While he waited, lungs full of musty air and his mind on creeping things and “Eyes... Dakar” he swung the flashlight beam slowly around the room and wondered how he’d let himself be caught. From his new height he could see the open cages and the empty tanks behind the herbalist’s counter. Green-Face-Frog-Eyes must have had himself a nasty little ball before leaving for Dakar and killing a policeman on his way out. But why hadn’t he, super-sleuth Nick Carter, been aware of these skittering, scuffling things before? He swore at himself as he asked the question, and realized at once that he had only looked for human occupants before going on his way up stairs. And Eyes must have left long enough before so that the creatures would have quieted down. Or shortly enough before so that they were not yet free...?

The flash beam licked the floor beneath his feet. A viper spat back at him. Its tiny body twitched as though readying itself to jump, and the vicious spitting mouth opened and closed against the thickening air.

A red devil appeared suddenly on the wooden seat beneath Nick’s feet and tacked dazedly toward him. This time there was nothing to do but try to smash the creature. Nick raised his left foot and let death slither beneath it. The red devil sidled swiftly toward the standing right foot and Nick brought his free leg down in a lightning movement that would have befuddled any quick-thinking man. But the red spider was not a man. Some instinct made it dart free of the descending foot and scrabble up the outside of the right trouser leg. Nick’s foot came down uselessly on the wooden seat and the thing clung to the fabric of his pants. He swung his leg suddenly and violently as if he were kicking off a football game, and still the thing clung to his right trouser leg. Nick brought his leg far back, past the side of the chair, so that the thing was clinging to cloth separated from Nick’s vulnerable flesh by an inch of space. He felt it scuttle up to his knee, where the cloth was tighter and only its thickness separated him from death.
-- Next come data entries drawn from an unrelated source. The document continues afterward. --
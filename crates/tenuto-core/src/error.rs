//! Error types for tenuto-core.

use thiserror::Error;

/// Error type for tenuto-core operations.
#[derive(Error, Debug)]
pub enum Error {
    #[error("Failed to spawn worker thread: {0}")]
    Spawn(#[from] std::io::Error),

    #[error("Thread pool has been shut down")]
    PoolShutDown,

    #[error("Thread pool size must be at least 1")]
    EmptyPool,
}

/// Result type alias.
pub type Result<T> = core::result::Result<T, Error>;
//! Keyed queues that coalesce updates instead of preserving every write.
//!
//! Parameter traffic between the main thread and the audio thread is bursty:
//! a knob drag can produce hundreds of writes to one parameter between two
//! audio blocks. A [`ReducingQueue`] keeps at most one pending entry per key
//! and folds newer updates into it with [`Reduce::reduce`], so its size is
//! bounded by the number of distinct keys rather than by the write rate.
//!
//! Producers call [`ReducingQueue::push`] (or [`ReducingQueue::try_push`] on
//! the audio thread); the single consumer calls
//! [`ReducingQueue::drain_and_consume`]. The consumer swaps the pending map
//! with a spare one, so producers never wait on the consumer's callback.

use hashbrown::HashMap;
use parking_lot::Mutex;
use std::hash::Hash;

/// Merge rule applied when a newer update for a key arrives before a drain.
pub trait Reduce {
    /// Fold `newer` into `self`. After the call `self` represents both.
    fn reduce(&mut self, newer: Self);
}

macro_rules! latest_wins {
    ($($ty:ty),*) => {
        $(
            impl Reduce for $ty {
                #[inline]
                fn reduce(&mut self, newer: Self) {
                    *self = newer;
                }
            }
        )*
    };
}

latest_wins!(f32, f64, i32, i64, u32, u64, bool);

/// A keyed queue that keeps one merged entry per key until drained.
pub struct ReducingQueue<K, V> {
    pending: Mutex<HashMap<K, V>>,
    spare: Mutex<HashMap<K, V>>,
}

impl<K: Eq + Hash, V: Reduce> ReducingQueue<K, V> {
    pub fn new() -> Self {
        Self {
            pending: Mutex::new(HashMap::new()),
            spare: Mutex::new(HashMap::new()),
        }
    }

    /// Create a queue that can hold `capacity` distinct keys without allocating.
    pub fn with_capacity(capacity: usize) -> Self {
        Self {
            pending: Mutex::new(HashMap::with_capacity(capacity)),
            spare: Mutex::new(HashMap::with_capacity(capacity)),
        }
    }

    /// Grow both maps so `capacity` distinct keys fit without reallocation.
    ///
    /// Main thread only. Called whenever the key space changes (parameter scan).
    pub fn reserve(&self, capacity: usize) {
        for map in [&self.pending, &self.spare] {
            let mut map = map.lock();
            let len = map.len();
            if capacity > len {
                map.reserve(capacity - len);
            }
        }
    }

    /// Insert or merge an update. The lock is held for a single map insert.
    pub fn push(&self, key: K, value: V) {
        Self::merge_into(&mut self.pending.lock(), key, value);
    }

    /// Like [`push`](Self::push) but never waits. Returns the update back if
    /// the queue is momentarily held by another thread.
    pub fn try_push(&self, key: K, value: V) -> Result<(), (K, V)> {
        match self.pending.try_lock() {
            Some(mut pending) => {
                Self::merge_into(&mut pending, key, value);
                Ok(())
            }
            None => Err((key, value)),
        }
    }

    /// Take every pending entry and hand each to `consume` once.
    ///
    /// Returns the number of entries delivered. Entries pushed while
    /// `consume` runs stay queued for the next drain.
    pub fn drain_and_consume(&self, consume: impl FnMut(K, V)) -> usize {
        let mut spare = self.spare.lock();
        {
            let mut pending = self.pending.lock();
            if pending.is_empty() {
                return 0;
            }
            std::mem::swap(&mut *pending, &mut *spare);
        }
        Self::consume_all(&mut spare, consume)
    }

    /// Non-blocking drain for the audio thread.
    ///
    /// Returns `None` when a producer currently holds the queue; the pending
    /// entries are then delivered by a later drain.
    pub fn try_drain_and_consume(&self, consume: impl FnMut(K, V)) -> Option<usize> {
        let mut spare = self.spare.try_lock()?;
        {
            let mut pending = self.pending.try_lock()?;
            if pending.is_empty() {
                return Some(0);
            }
            std::mem::swap(&mut *pending, &mut *spare);
        }
        Some(Self::consume_all(&mut spare, consume))
    }

    /// Drop every pending entry without delivering it.
    pub fn clear(&self) {
        self.pending.lock().clear();
    }

    pub fn len(&self) -> usize {
        self.pending.lock().len()
    }

    pub fn is_empty(&self) -> bool {
        self.pending.lock().is_empty()
    }

    fn merge_into(map: &mut HashMap<K, V>, key: K, value: V) {
        match map.get_mut(&key) {
            Some(existing) => existing.reduce(value),
            None => {
                map.insert(key, value);
            }
        }
    }

    fn consume_all(map: &mut HashMap<K, V>, mut consume: impl FnMut(K, V)) -> usize {
        let count = map.len();
        for (key, value) in map.drain() {
            consume(key, value);
        }
        count
    }
}

impl<K: Eq + Hash, V: Reduce> Default for ReducingQueue<K, V> {
    fn default() -> Self {
        Self::new()
    }
}

/// Thread-local staging area in front of a [`ReducingQueue`].
///
/// The audio thread cannot wait for the queue lock. Updates that lose the
/// race for it are merged here and forwarded by a later
/// [`flush_into`](Self::flush_into), so nothing is dropped.
pub struct ReducingStage<K, V> {
    staged: HashMap<K, V>,
}

impl<K: Eq + Hash, V: Reduce> ReducingStage<K, V> {
    pub fn with_capacity(capacity: usize) -> Self {
        Self {
            staged: HashMap::with_capacity(capacity),
        }
    }

    pub fn reserve(&mut self, capacity: usize) {
        let len = self.staged.len();
        if capacity > len {
            self.staged.reserve(capacity - len);
        }
    }

    /// Push through to `queue`, staging locally on contention.
    pub fn push(&mut self, queue: &ReducingQueue<K, V>, key: K, value: V) {
        if !self.staged.is_empty() {
            self.stage(key, value);
            self.flush_into(queue);
            return;
        }
        if let Err((key, value)) = queue.try_push(key, value) {
            self.stage(key, value);
        }
    }

    /// Merge an update into the local stage without touching the queue.
    pub fn stage(&mut self, key: K, value: V) {
        ReducingQueue::merge_into(&mut self.staged, key, value);
    }

    /// Move every staged entry into `queue` if its lock is free.
    ///
    /// Returns `true` when the stage is empty afterwards.
    pub fn flush_into(&mut self, queue: &ReducingQueue<K, V>) -> bool {
        if self.staged.is_empty() {
            return true;
        }
        let Some(mut pending) = queue.pending.try_lock() else {
            return false;
        };
        for (key, value) in self.staged.drain() {
            ReducingQueue::merge_into(&mut pending, key, value);
        }
        true
    }

    pub fn is_empty(&self) -> bool {
        self.staged.is_empty()
    }
}
mod params;
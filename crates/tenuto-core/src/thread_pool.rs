//! Fixed-size worker pool for plugin-requested parallel work.
//!
//! A dispatch of `n` tasks resets a shared task cursor, posts `n` wake
//! permits, and waits for exactly `n` completion permits. Each woken worker
//! claims the next task index with an atomic increment and runs the job for
//! that index. Workers re-check the stop flag after every wake, and shutdown
//! posts one wake per worker so none stays blocked.

use crate::error::{Error, Result};
use crate::semaphore::Semaphore;
use crate::thread_check::mark_audio_thread;
use parking_lot::Mutex;
use std::panic::{catch_unwind, AssertUnwindSafe};
use std::sync::atomic::{AtomicBool, AtomicU32, Ordering};
use std::sync::Arc;
use std::thread::{self, JoinHandle};

type Job = Box<dyn Fn(u32) + Send + Sync>;

struct PoolShared {
    job: Job,
    next_task: AtomicU32,
    wake: Semaphore,
    done: Semaphore,
    stop: AtomicBool,
}

/// A set of worker threads that execute indexed tasks on demand.
///
/// Workers are tagged as audio threads since they run inside the audio
/// callback's dispatch.
pub struct ThreadPool {
    shared: Arc<PoolShared>,
    workers: Vec<JoinHandle<()>>,
    dispatch: Mutex<()>,
}

impl ThreadPool {
    /// Spawn `size` workers that run `job(task_index)` for each claimed task.
    pub fn new<F>(name: &str, size: usize, job: F) -> Result<Self>
    where
        F: Fn(u32) + Send + Sync + 'static,
    {
        if size == 0 {
            return Err(Error::EmptyPool);
        }

        let shared = Arc::new(PoolShared {
            job: Box::new(job),
            next_task: AtomicU32::new(0),
            wake: Semaphore::new(0),
            done: Semaphore::new(0),
            stop: AtomicBool::new(false),
        });

        let mut pool = Self {
            shared,
            workers: Vec::with_capacity(size),
            dispatch: Mutex::new(()),
        };

        for index in 0..size {
            let shared = Arc::clone(&pool.shared);
            // On error `pool` drops here, which stops the workers already spawned.
            let handle = thread::Builder::new()
                .name(format!("{name}-worker-{index}"))
                .spawn(move || Self::worker_loop(&shared))?;
            pool.workers.push(handle);
        }

        tracing::debug!(name, size, "Thread pool started");
        Ok(pool)
    }

    fn worker_loop(shared: &PoolShared) {
        mark_audio_thread();
        loop {
            shared.wake.acquire();
            if shared.stop.load(Ordering::Acquire) {
                break;
            }
            let task = shared.next_task.fetch_add(1, Ordering::AcqRel);
            // A panicking job must still signal completion or the dispatcher hangs.
            let _ = catch_unwind(AssertUnwindSafe(|| (shared.job)(task)));
            shared.done.release(1);
        }
    }

    /// Run tasks `0..num_tasks` on the workers and block until all complete.
    ///
    /// `num_tasks == 0` returns immediately without waking any worker.
    pub fn exec(&self, num_tasks: u32) -> Result<()> {
        if num_tasks == 0 {
            return Ok(());
        }
        if self.shared.stop.load(Ordering::Acquire) {
            return Err(Error::PoolShutDown);
        }

        let _dispatch = self.dispatch.lock();
        self.shared.next_task.store(0, Ordering::Release);
        self.shared.wake.release(num_tasks as usize);
        for _ in 0..num_tasks {
            self.shared.done.acquire();
        }
        Ok(())
    }

    pub fn size(&self) -> usize {
        self.workers.len()
    }

    /// Stop every worker and join it.
    pub fn shutdown(&mut self) {
        if self.workers.is_empty() {
            return;
        }
        self.shared.stop.store(true, Ordering::Release);
        self.shared.wake.release(self.workers.len());
        for worker in self.workers.drain(..) {
            if worker.join().is_err() {
                tracing::warn!("Thread pool worker exited with a panic");
            }
        }
        tracing::debug!("Thread pool stopped");
    }
}

impl Drop for ThreadPool {
    fn drop(&mut self) {
        self.shutdown();
    }
}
If he tried to strike it off, it would bite with deadly savageness. Wilhelmina would blow his knee to bits. Hugo could miss. The creeping bastard was still horribly alive and accurately swift. It was a wonder that it hadn’t bitten yet. Feeling Pierre quite badly now, most likely. Any second now it could fall off and die.

It didn’t. It tickled his knee and slithered up his thigh. Nick felt cold sweat breaking out on his forehead. He held the lower part of his body still and relaxed, as his Yoga training had taught him, and reached slowly and carefully into his jacket pocket for the only other weapon he had.

He drew it out silently and brought it up against the slight but awful weight that settled on his upper leg. His left thumb flicked urgently against the tiny, corrugated wheel and the harsh flame of his cigarette lighter bit into his thigh. But first it bit the red-brown killer that clung to him like a demon lover, and the thing jerked hideously as the glossy back and furry legs caught fire. The killing flame showed the shriveling, convulsively kicking obscenity turning black, red sparks glinting at the base of its short hairs. It dropped onto the floor, a charred ball with eight bare, glowing legs. Its light went out.

Nick brushed out the small fire on his pants leg and willed himself not to feel the burning pain nor to breathe the acrid air. He stroked the flashlight beam across the floor. Ten little, nine little, eight little spider devils, seven little, six little, five little killer vipers, four little, three little, two little scorpions, one little green lizard dead. They drooped like dying leaves in the beam of his flashlight. At last the scuttling, fluttering, slithering noises stopped.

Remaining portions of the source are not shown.